The official advice in the story was drawn from a real leaflet issued by the British government in 1980, “Protect and Survive”. When the Wind Blows was attacked by the right-wing media and politicians and Briggs was accused of “peddling CND [Campaign for Nuclear Disarmament] propaganda”. Briggs responded, “I wasn’t even in CND at the time. People have criticised me for making fun of rather dim working-class people. But it was the government who assumed people were thick enough to follow such ridiculous advice.”

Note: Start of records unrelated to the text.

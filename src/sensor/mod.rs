//! Pixel-sensor barrel geometry: sensor identity and pixel addressing.
//!
//! Overview
//! - [`ChipSegmentation`] describes the pixel grid of one chip: counts,
//!   pitches, passive edges, and the checked/unchecked conversions between
//!   chip-local coordinates and (row, column) indices.
//! - [`SensorGeometry`] carries the as-built stave construction constants
//!   of one barrel layer, including the fixed sensor-to-chip frame offset
//!   and the nine chip slots along a module.
//! - [`SensorPixelMapper`] combines the two into the operations consumed
//!   by clustering and hit reconstruction: world point to (stave, chip),
//!   sensor-local point to pixel and back, and the flattened pixel index
//!   used by persisted hit data.
//!
//! The error policy is best effort throughout: conversions signal
//! invalidity through `Option` or a logged diagnostic but always return a
//! usable-if-checked value, because these paths run once per hit.

mod geometry;
mod segmentation;

pub use geometry::{SensorGeometry, SensorPixelMapper, CHIPS_PER_MODULE};
pub use segmentation::{ChipSegmentation, Pixel};
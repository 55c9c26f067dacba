//! Generator-level event triggers.
//!
//! Overview
//! - [`kinematics`] carries the flattened generator record consumed here:
//!   [`FourMomentum`] and [`GenParticle`].
//! - [`jets`] clusters final-state momenta into anti-kt jets.
//! - [`ParticleTrigger`] accepts events containing at least one particle
//!   that matches the configured identity and kinematic requirements.
//! - [`JetTrigger`] accepts events with at least one clustered jet above a
//!   transverse-momentum threshold inside the central acceptance, with an
//!   optional accepted-event quota.
//!
//! Both triggers are yes/no filters: a rejected event is simply skipped by
//! the host, never an error.

pub mod jets;
pub mod kinematics;

mod jet_trigger;
mod particle;

pub use jet_trigger::{JetTrigger, JetTriggerConfig};
pub use jets::{cluster, Jet, JetDefinition};
pub use kinematics::{FourMomentum, GenParticle};
pub use particle::{ParticleTrigger, RangeCut};
use serde::Deserialize;

use crate::projector::LayerRadiusTable;
use crate::sensor::{ChipSegmentation, SensorGeometry};

/// Source of the segmented-detector layer radii.
///
/// The two initialization paths are mutually exclusive: when `layer_radii`
/// is present it overwrites the boundary-derived defaults wholesale, which
/// matches how the as-built cell geometry takes precedence over the
/// construction model.
#[derive(Clone, Debug, Default, Deserialize)]
pub struct RadiusTableConfig {
    /// Region boundary radii (inner min, mid min, outer min, outer max).
    pub boundaries: Option<[f64; 4]>,
    /// Externally measured per-layer radii, one per layer in layer order.
    pub layer_radii: Option<Vec<f64>>,
}

impl RadiusTableConfig {
    pub fn build(&self) -> LayerRadiusTable {
        let mut table = match self.boundaries {
            Some([inner_min, mid_min, outer_min, outer_max]) => {
                LayerRadiusTable::from_boundaries(inner_min, mid_min, outer_min, outer_max)
            }
            None => LayerRadiusTable::default(),
        };
        if let Some(radii) = &self.layer_radii {
            table.set_layer_radii(radii.iter().copied());
        }
        table
    }
}

/// Construction constants of one pixel-barrel layer.
#[derive(Clone, Debug, Deserialize)]
pub struct SensorLayerConfig {
    pub layer: u32,
    pub n_staves: u32,
    pub nominal_radius: f64,
    pub stave_phi_step: f64,
    pub stave_phi_tilt: f64,
    pub stave_phi_0: f64,
    /// Pixel-grid override; the current sensor generation when absent.
    #[serde(default)]
    pub segmentation: Option<ChipSegmentation>,
}

impl SensorLayerConfig {
    pub fn build(&self) -> SensorGeometry {
        let mut geometry = SensorGeometry::inner_barrel(
            self.layer,
            self.n_staves,
            self.nominal_radius,
            self.stave_phi_step,
            self.stave_phi_tilt,
            self.stave_phi_0,
        );
        if let Some(segmentation) = &self.segmentation {
            geometry.segmentation = segmentation.clone();
        }
        geometry
    }
}
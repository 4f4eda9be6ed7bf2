//! # Exponential Backoff
//!
//! Backoff used in three places:
//! - the mirror's list retry loop (stateful [`ExponentialBackoff`], reset on success)
//! - the mirror's watch restarts (a separate [`ExponentialBackoff`], reset once a watch delivers)
//! - the work queue's per-key retry delay ([`ItemExponentialRateLimiter`])
//!
//! Sequence for base `b` and cap `m`: b, 2b, 4b, 8b, ... capped at m.

use crate::key::ResourceKey;
use std::collections::HashMap;
use std::fmt::Debug;
use std::sync::{Mutex, PoisonError};
use std::time::Duration;

/// Exponential backoff calculator
///
/// Each delay doubles the previous one until `max` is reached.
#[derive(Debug, Clone)]
pub struct ExponentialBackoff {
    /// First delay (for reset)
    initial: Duration,
    /// Delay returned by the next call
    current: Duration,
    /// Cap
    max: Duration,
}

impl ExponentialBackoff {
    /// Create a new backoff starting at `initial` and capped at `max`.
    #[must_use]
    pub fn new(initial: Duration, max: Duration) -> Self {
        Self {
            initial,
            current: initial.min(max),
            max,
        }
    }

    /// Get the next delay and advance the sequence.
    pub fn next_backoff(&mut self) -> Duration {
        let result = self.current;
        self.current = self.current.saturating_mul(2).min(self.max);
        result
    }

    /// Reset the backoff to the initial state
    pub fn reset(&mut self) {
        self.current = self.initial.min(self.max);
    }

    /// Delay for the given zero-based attempt number (stateless).
    ///
    /// Returns `base * 2^attempt`, capped at `max`. Overflow saturates to `max`.
    #[must_use]
    pub fn for_attempt(attempt: u32, base: Duration, max: Duration) -> Duration {
        2u32.checked_pow(attempt)
            .and_then(|factor| base.checked_mul(factor))
            .map_or(max, |delay| delay.min(max))
    }
}

/// Decides how long a failing key waits before it is retried.
pub trait RateLimiter: Send + Sync + Debug {
    /// Records a failure for `key` and returns the delay before its next delivery.
    fn when(&self, key: &ResourceKey) -> Duration;

    /// Clears all retry bookkeeping for `key`.
    fn forget(&self, key: &ResourceKey);

    /// Number of failures recorded for `key` since it was last forgotten.
    fn num_requeues(&self, key: &ResourceKey) -> u32;
}

/// Per-key exponential rate limiter.
///
/// No attempt cap: a key keeps retrying at `max_delay` until it succeeds or
/// the queue shuts down.
#[derive(Debug)]
pub struct ItemExponentialRateLimiter {
    base_delay: Duration,
    max_delay: Duration,
    failures: Mutex<HashMap<ResourceKey, u32>>,
}

impl ItemExponentialRateLimiter {
    /// Create a limiter with the given base delay and cap.
    #[must_use]
    pub fn new(base_delay: Duration, max_delay: Duration) -> Self {
        Self {
            base_delay,
            max_delay,
            failures: Mutex::new(HashMap::new()),
        }
    }
}

impl Default for ItemExponentialRateLimiter {
    /// 5ms base, 1000s cap.
    fn default() -> Self {
        Self::new(Duration::from_millis(5), Duration::from_secs(1000))
    }
}

impl RateLimiter for ItemExponentialRateLimiter {
    fn when(&self, key: &ResourceKey) -> Duration {
        let mut failures = self.failures.lock().unwrap_or_else(PoisonError::into_inner);
        let count = failures.entry(key.clone()).or_insert(0);
        let attempt = *count;
        *count = count.saturating_add(1);
        ExponentialBackoff::for_attempt(attempt, self.base_delay, self.max_delay)
    }

    fn forget(&self, key: &ResourceKey) {
        self.failures
            .lock()
            .unwrap_or_else(PoisonError::into_inner)
            .remove(key);
    }

    fn num_requeues(&self, key: &ResourceKey) -> u32 {
        self.failures
            .lock()
            .unwrap_or_else(PoisonError::into_inner)
            .get(key)
            .copied()
            .unwrap_or(0)
    }
}

#[cfg(test)]
mod tests {
    use super::*;

    #[test]
    fn test_exponential_backoff_sequence() {
        let mut backoff = ExponentialBackoff::new(Duration::from_millis(800), Duration::from_secs(30));

        assert_eq!(backoff.next_backoff(), Duration::from_millis(800));
        assert_eq!(backoff.next_backoff(), Duration::from_millis(1600));
        assert_eq!(backoff.next_backoff(), Duration::from_millis(3200));
        assert_eq!(backoff.next_backoff(), Duration::from_millis(6400));
        assert_eq!(backoff.next_backoff(), Duration::from_millis(12800));
        assert_eq!(backoff.next_backoff(), Duration::from_millis(25600));
        assert_eq!(backoff.next_backoff(), Duration::from_secs(30)); // max
        // Should stay at max
        assert_eq!(backoff.next_backoff(), Duration::from_secs(30));
    }

    #[test]
    fn test_exponential_backoff_reset() {
        let mut backoff = ExponentialBackoff::new(Duration::from_secs(1), Duration::from_secs(10));

        assert_eq!(backoff.next_backoff(), Duration::from_secs(1));
        assert_eq!(backoff.next_backoff(), Duration::from_secs(2));
        assert_eq!(backoff.next_backoff(), Duration::from_secs(4));

        backoff.reset();

        // Should restart from beginning after success
        assert_eq!(backoff.next_backoff(), Duration::from_secs(1));
        assert_eq!(backoff.next_backoff(), Duration::from_secs(2));
    }

    #[test]
    fn test_for_attempt_saturates_at_cap() {
        let base = Duration::from_millis(5);
        let max = Duration::from_secs(1000);

        assert_eq!(ExponentialBackoff::for_attempt(0, base, max), Duration::from_millis(5));
        assert_eq!(ExponentialBackoff::for_attempt(3, base, max), Duration::from_millis(40));
        assert_eq!(ExponentialBackoff::for_attempt(40, base, max), max);
        assert_eq!(ExponentialBackoff::for_attempt(u32::MAX, base, max), max);
    }

    #[test]
    fn test_rate_limiter_is_monotonic_and_capped() {
        let limiter = ItemExponentialRateLimiter::new(Duration::from_millis(5), Duration::from_secs(1));
        let key = ResourceKey::from("ns/bar");

        let mut previous = Duration::ZERO;
        for _ in 0..20 {
            let delay = limiter.when(&key);
            assert!(delay >= previous);
            assert!(delay <= Duration::from_secs(1));
            previous = delay;
        }
        assert_eq!(previous, Duration::from_secs(1));
        assert_eq!(limiter.num_requeues(&key), 20);
    }

    #[test]
    fn test_rate_limiter_tracks_keys_independently() {
        let limiter = ItemExponentialRateLimiter::default();
        let a = ResourceKey::from("ns/a");
        let b = ResourceKey::from("ns/b");

        limiter.when(&a);
        limiter.when(&a);
        assert_eq!(limiter.when(&b), Duration::from_millis(5));
        assert_eq!(limiter.num_requeues(&a), 2);

        limiter.forget(&a);
        assert_eq!(limiter.num_requeues(&a), 0);
        assert_eq!(limiter.when(&a), Duration::from_millis(5));
    }
}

The growing danger of nuclear war, as well as similar useless and therefore deadly advice give during the COVID-19 pandemic, is proof of the continued relevance of Briggs’ moving story.

When the Wind Blows inspired an excellent film adaptation in 1986, with the central characters voiced by John Mills and Peggy Ashcroft, and a soundtrack by Roger Waters featuring David Bowie and Hugh Cornwell of The Stranglers.

Tributes to Briggs have mostly been silent on his next work, The Tin-Pot Foreign General and the Old Iron Woman (1984). An impassioned denunciation of the 1982 Falklands/Malvinas war begins with two quotes, one from Albert Einstein, “Nationalism is an infantile disease. It is the measles of mankind” and Samuel Johnson’s, “Patriotism is the last refuge of a scoundrel”. 

The Tin-Pot Foreign General and the Old Iron Woman (first edition cover)

Briggs depicts a war over “a sad little island” between Argentina’s General Leopoldo Galtieri and Britain’s Margaret Thatcher, which is won by the Old Iron Woman at terrible human cost—“all real men, made of flesh and blood.”

At the victory celebrations staged by the Old Iron Woman, “the soldiers with bits of their bodies missing were not invited to take part… in case the sight of them spoiled the rejoicing.”

Briggs’ final book, Time for Lights Out (2019), is a poignant, funny and honest exploration of the experience of ageing and reaching the end of life in the form of a patchwork of verse, drawings and random thoughts.

Briggs’ work is admired, even loved, by millions of children and adults alike as he didn’t compromise with what he told them. A fidelity to ideas and principles, usually celebrating the downtrodden and castigating injustice, were always more important to him than what he should say and to whom. As he once told a reporter, “I don’t usually think about whether a book is for children or adults. After a child has learned to read fluently, at about eight or nine, then the whole idea of categorising them seems a bit daft.”